What Paul formulates in “we” statements, with Paul Gerhardt becomes a never-ending, at the same time reflected and emotionally strong “I” confession and, in verses 13 and 14, a prayer . Biographical backgrounds, such as the catastrophe of the Thirty Years War , can be assumed. At the time the song was written, however, Gerhardt still had his worst personal and professional ailments ahead of him.
melody
In the first print of the song, the 1653 edition of Johann Crüger's Praxis Pietatis Melica , the text is accompanied by the melodic indication Herzlich does me ask , known today as O head full of blood and wounds . The same information can be found in the hymn books well into the 18th century. Today inseparably and exclusively with If God is for me, kick connected was originally a secular tune that originated in Elizabethan England around 1590 and first encountered a German sacred text in an Augsburg hymn book from 1609. Despite its minor character, which is only partially cleared, it has become, as it were, the tailor-made garment of the text with its courageous leaps in intervals and its forward-pushing rhythm.
translation
Catherine Winkworth translated the song into English in 1855 under the title If God be on my side .
literature
- Elke Axmacher, Martin Rößler : 351 - If God is for me, then step . In: Wolfgang Herbst , Ilsabe Seibt (Hrsg.): Liederkunde zum Evangelischen Gesangbuch . No. 14 . Vandenhoeck & Ruprecht, Göttingen 2008, ISBN 978-3-525-50338-6 , p. 77–85 ( limited preview in Google Book search).
Web links
Individual evidence
- ↑ It was not included in Catholic hymn books; a ö -version does not exist.

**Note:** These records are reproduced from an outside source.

// ============================================================================
// Recording Platform and Telemetry
// ============================================================================

/// Chat platform that records every action
#[derive(Default)]
pub struct RecordingPlatform {
    pub inserts: Mutex<Vec<String>>,
    pub copies: Mutex<Vec<String>>,
    /// When set, every action fails with this error
    pub fail_with: Mutex<Option<PlatformError>>,
}

impl RecordingPlatform {
    pub fn inserted(&self) -> Vec<String> {
        self.inserts.lock().unwrap().clone()
    }

    pub fn copied(&self) -> Vec<String> {
        self.copies.lock().unwrap().clone()
    }

    fn check(&self) -> Result<(), PlatformError> {
        match self.fail_with.lock().unwrap().clone() {
            Some(e) => Err(e),
            None => Ok(()),
        }
    }
}

#[async_trait]
impl ChatPlatform for RecordingPlatform {
    async fn insert_into_conversation(
        &self,
        _session_id: &str,
        text: &str,
    ) -> Result<(), PlatformError> {
        self.check()?;
        self.inserts.lock().unwrap().push(text.to_string());
        Ok(())
    }

    async fn copy_to_clipboard(&self, _session_id: &str, text: &str) -> Result<(), PlatformError> {
        self.check()?;
        self.copies.lock().unwrap().push(text.to_string());
        Ok(())
    }
}

/// Telemetry sink that keeps every record
#[derive(Default)]
pub struct RecordingTelemetry {
    pub records: Mutex<Vec<FeedbackRecord>>,
}

impl RecordingTelemetry {
    pub fn recorded(&self) -> Vec<FeedbackRecord> {
        self.records.lock().unwrap().clone()
    }
}

#[async_trait]
impl TelemetrySink for RecordingTelemetry {
    async fn emit(&self, record: &FeedbackRecord) -> Result<(), TelemetryError> {
        self.records.lock().unwrap().push(record.clone());
        Ok(())
    }
}

// ============================================================================
// Test Session
// ============================================================================

/// A running session wired to mocks
pub struct TestSession {
    pub handle: SessionHandle,
    pub events: broadcast::Receiver<SessionEvent>,
    pub provider: Arc<MockProvider>,
    pub platform: Arc<RecordingPlatform>,
    pub telemetry: Arc<RecordingTelemetry>,
    shutdown: CancellationToken,
}

impl TestSession {
    pub fn builder() -> TestSessionBuilder {
        TestSessionBuilder::default()
    }

    /// Wait for a state change to `expected` with timeout
    pub async fn wait_for_state(&mut self, expected: &str, timeout: Duration) -> bool {
        let deadline = tokio::time::Instant::now() + timeout;
        while tokio::time::Instant::now() < deadline {
            match tokio::time::timeout(Duration::from_millis(50), self.events.recv()).await {
                Ok(Ok(SessionEvent::StateChange { state })) if state.name() == expected => {
                    return true;
                }
                _ => continue,
            }
        }
        false
    }

    /// Wait for an error event of `kind` with timeout
    pub async fn wait_for_error(&mut self, kind: &str, timeout: Duration) -> bool {
        let deadline = tokio::time::Instant::now() + timeout;
        while tokio::time::Instant::now() < deadline {
            match tokio::time::timeout(Duration::from_millis(50), self.events.recv()).await {
                Ok(Ok(SessionEvent::Error { kind: k, .. })) if k == kind => return true,
                _ => continue,
            }
        }
        false
    }
}

impl Drop for TestSession {
    fn drop(&mut self) {
        self.shutdown.cancel();
    }
}

pub struct TestSessionBuilder {
    provider: Option<MockProvider>,
    modes: Vec<Mode>,
    timeout: Duration,
    retention: chrono::Duration,
    retirement: Option<Retirement>,
}

impl Default for TestSessionBuilder {
    fn default() -> Self {
        Self {
            provider: None,
            modes: Mode::ALL.to_vec(),
            timeout: Duration::from_secs(5),
            retention: chrono::Duration::hours(48),
            retirement: None,
        }
    }
}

- ↑ or Now rejoice, dear Christians g'mein ( liturgical calendar on the ground floor)
- ↑ The beginning of the song paraphrases Rom 8,31b LUT , but in the following stanzas reference is made to the entire section.
- ↑ z. B. Praxis Pietatis Melica from 1736 , p. 973, there with the alternative information you command your way
- ↑ EG
- ↑ Due to the late connection between the text and this melody, there are no musical arrangements from the Baroque period.